臓器や血管をジワジワ破壊 「過剰な塩分」があなたを蝕む

過度な塩分は健康を損ねる
過度な塩分は健康を損ねる(C)日刊ゲンダイ

「甘いものは糖尿病が怖いからダメといわれてきたが、今度は塩か」――。世を挙げての減塩ブームを苦々しく思っている中高年も多いのではないか。減塩醤油、減塩パンなどが登場、国も1日の塩の摂取量を健康な男性は8グラム未満、女性は7グラム未満を目標にするのが望ましいとしている。しかし、「塩の取り過ぎで高血圧になってもたまに頭痛や肩こりがあるくらい」などと甘く考えてはいけない。余分な塩は想像以上に体に打撃を与えている。

「過剰な塩分は長い時間をかけて血管だけでなく、心臓や脳、腎臓などの重要臓器をダメにして命に関わる病気を引き起こす可能性があります」

 こう言うのは腎臓病・高血圧の専門医で「松尾内科クリニック」(東京・桜新町)の松尾孝俊院長だ。

 塩は塩素とナトリウムの化合物で、ナトリウムは生命維持に不可欠なミネラルのひとつ。細胞外液(血液やリンパ液、胃液など消化液、細胞間質液などを含めた総称)、細胞内液や骨の中に存在する。ブドウ糖などと結合して細胞内に栄養を運ぶ手助けをするほか、胃液・胆汁の原料となったり、神経伝達や筋肉を動かすための電気信号に使われたり、体液を弱アルカリ性に保ったり、ホルモン分泌に影響を与えたりする。

「塩分を過剰に取ると、のどが渇き水を飲みますが、これは水を吸収することで体内のナトリウム濃度を一定にするためです。その結果、血液やリンパ液などの量が増え、60兆個といわれる細胞が肥大化してしまうのです」(松尾院長)

■“見えない塩”とともに血管、心臓、腎臓などを攻撃

 いわゆるむくみの状態で、細胞には打撃だ。同時に血流が増えることで血管壁はもろく傷つきやすくなり、内圧は高まる。それに対抗して血管壁は厚く硬くなる。

「腎臓は体内の老廃物以外に余分な塩分や水分を尿中に排出する。過剰な塩分摂取は腎臓に直接負担をかけます。毛細血管の固まりである腎臓の動脈硬化が進むと、腎硬化症と呼ばれる病気を引き起こす。そのまま高血圧を放置すると腎不全に進行することもあり、最悪人工透析が必要になります」(松尾院長)

 腎臓に不具合が生じると心臓にも悪影響が出る。
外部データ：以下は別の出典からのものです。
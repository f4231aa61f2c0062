//! Headless simulation command

use super::{headless_emitter, load_config};
use anyhow::{Context, Result};
use ember_particles::{
    Emitter, EmitterConfig, Particle, ParticleId, ParticleRenderer, TextureAtlas,
};
use std::cell::RefCell;
use std::rc::Rc;

pub struct SimulateArgs {
    pub config: String,
    pub frames: u32,
    pub dt: f32,
    pub seed: Option<u32>,
    pub json: bool,
}

#[derive(Debug, Default, Clone, Copy, PartialEq, Eq)]
pub struct RenderCounts {
    pub attached: usize,
    pub detached: usize,
}

/// Stands in for a display tree, counting what the emitter hands it
struct CountingRenderer(Rc<RefCell<RenderCounts>>);

impl ParticleRenderer for CountingRenderer {
    fn attach(&mut self, _id: ParticleId, _particle: &Particle, _at_back: bool) {
        self.0.borrow_mut().attached += 1;
    }

    fn detach(&mut self, _id: ParticleId) {
        self.0.borrow_mut().detached += 1;
    }
}

#[derive(Debug)]
pub struct SimulationReport {
    pub frames: u32,
    pub elapsed: f32,
    pub spawned: usize,
    pub recycled: usize,
    pub peak: usize,
    pub final_count: usize,
    pub emitting: bool,
}

/// Step a configured emitter for `frames` frames of `dt` seconds
pub fn simulate(
    config: &EmitterConfig,
    frames: u32,
    dt: f32,
) -> Result<(Emitter, SimulationReport, Rc<RefCell<TextureAtlas>>)> {
    let (mut emitter, atlas) = headless_emitter();
    let counts = Rc::new(RefCell::new(RenderCounts::default()));
    emitter.set_renderer(Box::new(CountingRenderer(counts.clone())));
    emitter.configure(config).context("Failed to configure emitter")?;

    let mut peak = 0;
    for frame in 0..frames {
        emitter.update(dt);
        peak = peak.max(emitter.particle_count());
        log::trace!("frame {}: {} live", frame, emitter.particle_count());
    }

    let counts = *counts.borrow();
    let report = SimulationReport {
        frames,
        elapsed: frames as f32 * dt,
        spawned: counts.attached,
        recycled: counts.detached,
        peak,
        final_count: emitter.particle_count(),
        emitting: emitter.emit(),
    };
    Ok((emitter, report, atlas))
}

pub fn run(args: SimulateArgs) -> Result<()> {
    if !(args.dt.is_finite() && args.dt >= 0.0) {
        anyhow::bail!("--dt must be a non-negative number, got {}", args.dt);
    }

    let mut config = load_config(&args.config)?;
    if args.seed.is_some() {
        config.seed = args.seed;
    }

    let (emitter, report, atlas) = simulate(&config, args.frames, args.dt)?;

    if args.json {
        print_snapshot_json(&emitter, &report, &atlas.borrow());
    } else {
        print_report_text(&report);
    }
    Ok(())
}

fn print_report_text(report: &SimulationReport) {
    println!("Simulated {} frame(s), {:.3}s", report.frames, report.elapsed);
    println!("  spawned:  {}", report.spawned);
    println!("  recycled: {}", report.recycled);
    println!("  peak:     {}", report.peak);
    println!("  live:     {}", report.final_count);
    println!("  emitting: {}", if report.emitting { "yes" } else { "no" });
}

fn print_snapshot_json(emitter: &Emitter, report: &SimulationReport, atlas: &TextureAtlas) {
    let texture_name = |particle: &Particle| {
        particle.texture.and_then(|handle| {
            atlas
                .names()
                .into_iter()
                .find(|name| atlas.get(name) == Some(handle))
                .map(str::to_string)
        })
    };

    let particles: Vec<serde_json::Value> = emitter
        .particles()
        .map(|(id, p)| {
            serde_json::json!({
                "id": id.raw(),
                "x": p.position.x,
                "y": p.position.y,
                "rotation": p.rotation,
                "scale": [p.scale.x, p.scale.y],
                "alpha": p.alpha,
                "tint": format!("#{:06x}", p.tint),
                "texture": texture_name(p),
                "blend_mode": p.blend_mode.as_str(),
                "age": p.age,
                "age_percent": p.age_percent,
            })
        })
        .collect();

    let output = serde_json::json!({
        "frames": report.frames,
        "elapsed": report.elapsed,
        "spawned": report.spawned,
        "recycled": report.recycled,
        "peak": report.peak,
        "live": report.final_count,
        "emitting": report.emitting,
        "particles": particles,
    });

    match serde_json::to_string_pretty(&output) {
        Ok(text) => println!("{}", text),
        Err(e) => log::error!("Failed to serialize snapshot: {}", e),
    }
}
流れにくくなった血流を通そうと無理するからだ。実際、慢性腎臓病の人は健康な人に比べて2倍の心筋梗塞発症リスクがあると報告されている。

「厄介なのは腎臓がその機能の8割が失われるまで、自覚症状がないことです。だるさやしつこいむくみなどに気が付いた時には病状は進行しています」(松尾院長)

 余分な塩分は直接的に心臓や血管を攻撃する。東邦大学佐倉病院循環器科の東丸貴信教授が言う。

「過剰なナトリウムは心臓の筋肉を動かす電気信号に乱れを生じさせ、不整脈や心不全を起こす可能性を高めます。また、血管を緊張させる交感神経を活性化する作用もある。血圧を上昇させて血管を傷害したり、心肥大や心不全を生じるだけでなく、直接的に血管の炎症や免疫異常を起こし動脈硬化や高血圧を生じている可能性が考えられています」

 脳内出血が多かった長野県では減塩運動で大幅に患者数を減らしたことが知られており、脳と塩との関係も深い。

「また、過剰な塩分は骨の成分であるカルシウムを尿中に排泄して骨をスカスカにします。胃液を濃くして胃壁を荒らし、胃がんの原因にもなる。国立がん研究センターも減塩を勧めています」(都内の内科医)

 6グラム以下の過度の減塩は逆効果との報告もあるが、過度な塩分が健康を損ねることは間違いない。

“見えない塩”が大量に使われている加工食品やインスタント食品は想像以上に多い。現代人の食卓は常に過剰な塩分の脅威にさらされている。せめて自分でできる味付けは塩だけに頼らず酢や出汁、生姜やからしなどで代用することだ。